Below are some records; copy each line in them that contains "crate".

Stored entries

>>>>>

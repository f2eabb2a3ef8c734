//! Broadcast-once close signal.
//!
//! A `Signal` is the lifetime token shared by a portal, its protocol pumps and
//! every endpoint derived from it. Closing drops the only sender of an
//! internal channel, which wakes every pending `done()` at once.

use crate::task;

use flume::{Receiver, Sender};
use futures::FutureExt;
use once_cell::sync::Lazy;
use parking_lot::Mutex;
use std::fmt;
use std::sync::Arc;

/// Process-lifetime root. Nothing in this crate closes it.
static PROCESS: Lazy<Signal> = Lazy::new(Signal::new);

/// Cloneable close-once cancellation token.
#[derive(Clone)]
pub struct Signal {
    inner: Arc<Inner>,
}

struct Inner {
    tx: Mutex<Option<Sender<()>>>,
    rx: Receiver<()>,
}

impl Signal {
    /// Create an open signal.
    #[must_use]
    pub fn new() -> Self {
        let (tx, rx) = flume::bounded(0);
        Self {
            inner: Arc::new(Inner {
                tx: Mutex::new(Some(tx)),
                rx,
            }),
        }
    }

    /// The default root used when a portal is built without an explicit
    /// cancellation source.
    #[must_use]
    pub fn process() -> Self {
        PROCESS.clone()
    }

    /// Derive a signal that closes when `self` closes.
    ///
    /// The child can also be closed on its own without affecting the parent.
    /// Must be called from within a compio runtime (a watcher task is spawned).
    #[must_use]
    pub fn child(&self) -> Self {
        let child = Self::new();
        if self.is_closed() {
            child.close();
            return child;
        }

        let parent = self.clone();
        let watched = child.clone();
        task::spawn(async move {
            futures::select! {
                _ = parent.done().fuse() => {
                    watched.close();
                }
                _ = watched.done().fuse() => {}
            }
        });
        child
    }

    /// Close the signal.
    ///
    /// Idempotent; returns `true` only for the call that actually closed it.
    pub fn close(&self) -> bool {
        self.inner.tx.lock().take().is_some()
    }

    /// Check whether the signal has been closed.
    #[must_use]
    pub fn is_closed(&self) -> bool {
        self.inner.rx.is_disconnected()
    }

    /// Resolve once the signal is closed.
    pub async fn done(&self) {
        // Nothing is ever sent: the only way out is disconnection.
        let _ = self.inner.rx.recv_async().await;
    }

    /// Whether both handles refer to the same signal.
    #[must_use]
    pub fn same_as(&self, other: &Self) -> bool {
        Arc::ptr_eq(&self.inner, &other.inner)
    }
}

impl Default for Signal {
    fn default() -> Self {
        Self::new()
    }
}

impl fmt::Debug for Signal {
    fn fmt(&self, f: &mut fmt::Formatter<'_>) -> fmt::Result {
        f.debug_struct("Signal")
            .field("closed", &self.is_closed())
            .finish()
    }
}

#[cfg(test)]
mod tests {
    use super::*;
    use std::time::Duration;

    #[test]
    fn test_close_is_idempotent() {
        let signal = Signal::new();
        assert!(!signal.is_closed());
        assert!(signal.close());
        assert!(!signal.close());
        assert!(signal.is_closed());
    }

    #[test]
    fn test_clones_share_state() {
        let a = Signal::new();
        let b = a.clone();
        a.close();
        assert!(b.is_closed());
        assert!(a.same_as(&b));
        assert!(!a.same_as(&Signal::new()));
    }

    #[compio::test]
    async fn test_done_wakes_all_waiters() {
        let signal = Signal::new();
        let closer = signal.clone();

        let waiters = async {
            futures::join!(signal.done(), signal.done(), signal.done());
        };
        // Polled after the waiters have registered.
        let close = async move {
            closer.close();
        };

        let result = compio::time::timeout(Duration::from_secs(1), async {
            futures::join!(waiters, close);
        })
        .await;
        assert!(result.is_ok(), "waiters were not released by close");
    }

    #[compio::test]
    async fn test_done_pending_while_open() {
        let signal = Signal::new();
        let result = compio::time::timeout(Duration::from_millis(20), signal.done()).await;
        assert!(result.is_err());
    }

    #[compio::test]
    async fn test_child_follows_parent() {
        let parent = Signal::new();
        let child = parent.child();

        parent.close();
        let result = compio::time::timeout(Duration::from_secs(1), child.done()).await;
        assert!(result.is_ok());
        assert!(child.is_closed());
    }

    #[compio::test]
    async fn test_child_close_leaves_parent_open() {
        let parent = Signal::new();
        let child = parent.child();

        child.close();
        compio::time::sleep(Duration::from_millis(5)).await;
        assert!(!parent.is_closed());
    }

    #[compio::test]
    async fn test_child_of_closed_parent() {
        let parent = Signal::new();
        parent.close();
        assert!(parent.child().is_closed());
    }
}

<<<<<

- Answer for this exercise
use crate::task;
/// Process-lifetime root. Nothing in this crate closes it.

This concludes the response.